Outro aspeto que mereceu destaque no Relatório de Avaliação do Impacto do Regime Jurídico dos Intermediários de Crédito é o facto de o legislador ter incluído no elenco de elementos sujeito a registo dos intermediários de crédito e objeto de divulgação pública, a informação sobre a entidade que garante a responsabilidade civil profissional emergente da atividade do intermediário e, nos casos em que foi subscrito contrato de seguro de responsabilidade civil, o número de contrato de seguro e o período de validade (art. 26.º-1-h e 2-m) do RJIC). Nos três anos da vigência do RJIC, o Banco de Portugal concluiu que este procedimento constitui um pesado ónus para os intervenientes no mercado, sobretudo se se tiver em conta que o regime jurídico já prevê outros mecanismos que permitem assegurar os objetivos prosseguidos com a inclusão da informação em causa no elenco de elementos sujeitos a registo. É importante notar que países como a França ou o Luxemburgo optaram por considerar que não é necessário ser incluído no elenco de elementos sujeitos a registo os relativos à garantia de responsabilidade civil profissional. Em Espanha, o registo do intermediário de crédito somente contém a identificação da entidade que garante a responsabilidade civil profissional emergente da atividade de intermediário de crédito. Face ao exposto, o Banco de Portugal propõe que, de entre os elementos sujeitos a registo e a divulgação pública, deva ser eliminada a informação respeitante ao número de contrato de seguro e ao período de validade.

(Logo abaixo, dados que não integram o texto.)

//! Canonicalization and deduplication of security findings.
//!
//! Agent roles report findings as loosely-structured JSON objects with
//! inconsistent field names (`location` vs `file_path`, `risk` vs
//! `severity`, ...). This module normalizes any such object into a
//! [`Finding`] and merges duplicates discovered by more than one agent.

use std::collections::HashMap;

use serde::{Deserialize, Serialize};
use serde_json::Value;

/// A canonicalized security finding.
#[derive(Debug, Clone, Serialize, Deserialize)]
pub struct Finding {
    pub title: String,
    pub description: String,
    pub severity: String,
    pub vulnerability_type: String,
    pub file_path: Option<String>,
    pub line_start: Option<u32>,
    pub code_snippet: Option<String>,
    pub suggestion: Option<String>,
    pub is_verified: bool,
    pub discovered_by: Option<DiscoveredBy>,
    /// Any fields not recognized by the canonical schema, kept so nothing
    /// an agent reported is silently dropped.
    #[serde(flatten)]
    pub extra: HashMap<String, Value>,
}

#[derive(Debug, Clone, Serialize, Deserialize)]
pub struct DiscoveredBy {
    pub agent_id: String,
    pub agent_name: String,
}

const GENERIC_TYPE_WORDS: &[&str] = &["vulnerability", "finding", "issue"];

/// Normalize an arbitrary JSON object claiming to describe a finding.
///
/// Unknown shapes are best-efforted: missing fields fall back to sane
/// defaults rather than erroring, since a dropped finding is worse than
/// an incompletely-labeled one.
pub fn normalize_finding(raw: &Value) -> Finding {
    let mut obj = match raw.as_object() {
        Some(map) => map.clone(),
        None => {
            let mut map = serde_json::Map::new();
            map.insert(
                "description".to_string(),
                Value::String(raw.to_string()),
            );
            map
        }
    };

    if let Some(location) = obj.remove("location") {
        if !obj.contains_key("file_path") {
            if let Some(s) = location.as_str() {
                if let Some((file, line)) = s.rsplit_once(':') {
                    obj.insert("file_path".to_string(), Value::String(file.to_string()));
                    if let Ok(n) = line.parse::<u32>() {
                        obj.insert("line_start".to_string(), Value::Number(n.into()));
                    }
                } else {
                    obj.insert("file_path".to_string(), location.clone());
                }
            }
        }
    }
    if let Some(file) = obj.remove("file") {
        obj.entry("file_path").or_insert(file);
    }
    if let Some(line) = obj.remove("line") {
        obj.entry("line_start").or_insert(line);
    }
    if let Some(risk) = obj.remove("risk") {
        obj.entry("severity").or_insert(risk);
    }
    if let Some(code) = obj.remove("code") {
        obj.entry("code_snippet").or_insert(code);
    }
    if let Some(recommendation) = obj.remove("recommendation") {
        obj.entry("suggestion").or_insert(recommendation);
    }
    if let Some(impact) = obj.remove("impact").and_then(|v| v.as_str().map(str::to_string)) {
        let description = obj
            .entry("description")
            .or_insert_with(|| Value::String(String::new()));
        if let Value::String(s) = description {
            if !s.is_empty() {
                s.push_str(" ");
            }
            s.push_str(&impact);
        }
    }

    let description = obj
        .get("description")
        .and_then(|v| v.as_str())
        .unwrap_or("")
        .to_string();

    let vulnerability_type = match obj.remove("type") {
        Some(Value::String(t)) if !GENERIC_TYPE_WORDS.contains(&t.to_lowercase().as_str()) => t,
        _ => infer_vulnerability_type(&description),
    };

    let severity = obj
        .get("severity")
        .and_then(|v| v.as_str())
        .map(|s| s.to_lowercase())
        .unwrap_or_else(|| "medium".to_string());

    let file_path = obj
        .get("file_path")
        .and_then(|v| v.as_str())
        .map(str::to_string);
    let line_start = obj.get("line_start").and_then(|v| v.as_u64()).map(|n| n as u32);
    let code_snippet = obj
        .get("code_snippet")
        .and_then(|v| v.as_str())
        .map(str::to_string);
    let suggestion = obj
        .get("suggestion")
        .and_then(|v| v.as_str())
        .map(str::to_string);
    let is_verified = obj
        .get("is_verified")
        .and_then(|v| v.as_bool())
        .unwrap_or(false);

    let title = obj
        .get("title")
        .and_then(|v| v.as_str())
        .map(str::to_string)
        .unwrap_or_else(|| synthesize_title(&vulnerability_type, file_path.as_deref()));

    for known in [
        "title",
        "description",
        "severity",
        "vulnerability_type",
        "file_path",
        "line_start",
        "code_snippet",
        "suggestion",
        "is_verified",
        "discovered_by",
    ] {
        obj.remove(known);
    }

    Finding {
        title,
        description,
        severity,
        vulnerability_type,
        file_path,
        line_start,
        code_snippet,
        suggestion,
        is_verified,
        discovered_by: None,
        extra: obj.into_iter().collect(),
    }
}

fn infer_vulnerability_type(description: &str) -> String {
    let lower = description.to_lowercase();
    if lower.contains("command injection") || lower.contains("rce") {
        "command_injection"
    } else if lower.contains("sql injection") || lower.contains("sqli") {
        "sql_injection"
    } else if lower.contains("xss") {
        "xss"
    } else if lower.contains("path traversal") {
        "path_traversal"
    } else if lower.contains("ssrf") {
        "ssrf"
    } else if lower.contains("xxe") {
        "xxe"
    } else {
        "other"
    }
    .to_string()
}

fn synthesize_title(vulnerability_type: &str, file_path: Option<&str>) -> String {
    let pretty = vulnerability_type
        .split('_')
        .map(|word| {
            let mut c = word.chars();
            match c.next() {
                Some(first) => first.to_uppercase().collect::<String>() + c.as_str(),
                None => String::new(),
            }
        })
        .collect::<Vec<_>>()
        .join(" ");

    match file_path.and_then(|p| p.rsplit('/').next()) {
        Some(basename) if !basename.is_empty() => format!("{pretty} in {basename}"),
        _ => format!("{pretty} Vulnerability"),
    }
}

fn normalize_for_fingerprint(path: &str) -> String {
    path.to_lowercase().trim_end_matches('/').to_string()
}

/// True if two findings describe the same underlying issue.
///
/// Exact match is `(file_path, line_start, vulnerability_type)`. Falls back
/// to a fuzzy match on file plus (same line OR overlapping description
/// prefix OR matching vulnerability type) to catch agents that report
/// slightly different line numbers or phrasing for the same bug.
pub fn fingerprints_match(a: &Finding, b: &Finding) -> bool {
    let (Some(a_file), Some(b_file)) = (a.file_path.as_deref(), b.file_path.as_deref()) else {
        return false;
    };
    if normalize_for_fingerprint(a_file) != normalize_for_fingerprint(b_file) {
        return false;
    }

    let exact = a.line_start == b.line_start
        && a.vulnerability_type.to_lowercase() == b.vulnerability_type.to_lowercase();
    if exact {
        return true;
    }

    let same_line = a.line_start.is_some() && a.line_start == b.line_start;
    let same_type = a.vulnerability_type.to_lowercase() == b.vulnerability_type.to_lowercase();
    let overlapping_desc = {
        let a_prefix: String = a.description.to_lowercase().chars().take(60).collect();
        let b_prefix: String = b.description.to_lowercase().chars().take(60).collect();
        !a_prefix.is_empty() && (a_prefix == b_prefix || b.description.to_lowercase().contains(&a_prefix))
    };

    same_line || overlapping_desc || same_type
}

/// Merge a newly-discovered finding into an existing one, preferring
/// verified data and the longer of the two titles.
pub fn merge_findings(existing: &mut Finding, new: &Finding) {
    if new.title.len() > existing.title.len() {
        existing.title = new.title.clone();
    }
    if existing.description.len() < new.description.len() {
        existing.description = new.description.clone();
    }
    if existing.code_snippet.is_none() {
        existing.code_snippet = new.code_snippet.clone();
    }
    if existing.suggestion.is_none() {
        existing.suggestion = new.suggestion.clone();
    }
    if existing.line_start.is_none() {
        existing.line_start = new.line_start;
    }
    existing.is_verified = existing.is_verified || new.is_verified;
}

/// Deduplicate a batch of raw finding payloads into canonical, merged
/// findings, in first-seen order.
pub fn normalize_and_dedup(raw_findings: &[Value]) -> Vec<Finding> {
    let mut findings: Vec<Finding> = Vec::new();
    for raw in raw_findings {
        let normalized = normalize_finding(raw);
        if let Some(existing) = findings.iter_mut().find(|f| fingerprints_match(f, &normalized)) {
            merge_findings(existing, &normalized);
        } else {
            findings.push(normalized);
        }
    }
    findings
}

#[cfg(test)]
mod tests {
    use super::*;
    use serde_json::json;

    #[test]
    fn test_location_split_into_file_and_line() {
        let f = normalize_finding(&json!({"location": "src/app.py:42", "description": "bad"}));
        assert_eq!(f.file_path.as_deref(), Some("src/app.py"));
        assert_eq!(f.line_start, Some(42));
    }

    #[test]
    fn test_generic_type_falls_back_to_keyword_inference() {
        let f = normalize_finding(&json!({
            "type": "Vulnerability",
            "description": "classic SQL injection in login handler"
        }));
        assert_eq!(f.vulnerability_type, "sql_injection");
    }

    #[test]
    fn test_severity_lowercased_and_defaulted() {
        let f = normalize_finding(&json!({"risk": "HIGH"}));
        assert_eq!(f.severity, "high");
        let f2 = normalize_finding(&json!({}));
        assert_eq!(f2.severity, "medium");
    }

    #[test]
    fn test_title_synthesized_from_type_and_basename() {
        let f = normalize_finding(&json!({
            "type": "xss",
            "file_path": "web/templates/index.html"
        }));
        assert_eq!(f.title, "Xss in index.html");
    }

    #[test]
    fn test_fingerprint_exact_match() {
        let a = normalize_finding(&json!({"file_path": "a.py", "line_start": 10, "type": "xss"}));
        let b = normalize_finding(&json!({"file_path": "A.py/", "line_start": 10, "type": "XSS"}));
        assert!(fingerprints_match(&a, &b));
    }

    #[test]
    fn test_fuzzy_fingerprint_same_line_different_type_label() {
        let a = normalize_finding(&json!({"file_path": "a.py", "line_start": 5, "description": "one"}));
        let b = normalize_finding(&json!({"file_path": "a.py", "line_start": 5, "description": "two"}));
        assert!(fingerprints_match(&a, &b));
    }

    #[test]
    fn test_normalize_and_dedup_merges_verified_flag() {
        let raw = vec![
            json!({"file_path": "a.py", "line_start": 1, "type": "xss", "description": "short"}),
            json!({"file_path": "a.py", "line_start": 1, "type": "xss", "description": "a much longer description", "is_verified": true}),
        ];
        let findings = normalize_and_dedup(&raw);
        assert_eq!(findings.len(), 1);
        assert!(findings[0].is_verified);
        assert_eq!(findings[0].description, "a much longer description");
    }
}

Acrescentamos ainda que o Relatório versa, também, sobre a possibilidade de modificação dos requisitos obrigatórios quanto à publicidade (arts. 56.º e segs. do RJIC). As regras aplicáveis à publicidade relativa à atividade de intermediário de crédito e à publicidade a produtos de crédito divulgada por intermediários não exigem, de forma expressa, a identificação do anunciante, através da indicação do respetivo nome ou firma. De forma a garantir a transparência e o cumprimento do princípio da veracidade, o Banco de Portugal propõe a redação de uma disposição no RJIC que torne obrigatória a identificação dos intermediários de crédito nas mensagens publicitárias que estes produzam.

Como última medida, o Banco de Portugal defende a eliminação da informação sobre o exercício da atividade em regime de exclusividade, simplificando a disciplina da publicidade relativa à atividade dos intermediários de crédito.

Em suma, enaltece-se as propostas apresentas pelo Banco de Portugal, podendo estas representar um reforço da proteção dos direitos dos consumidores.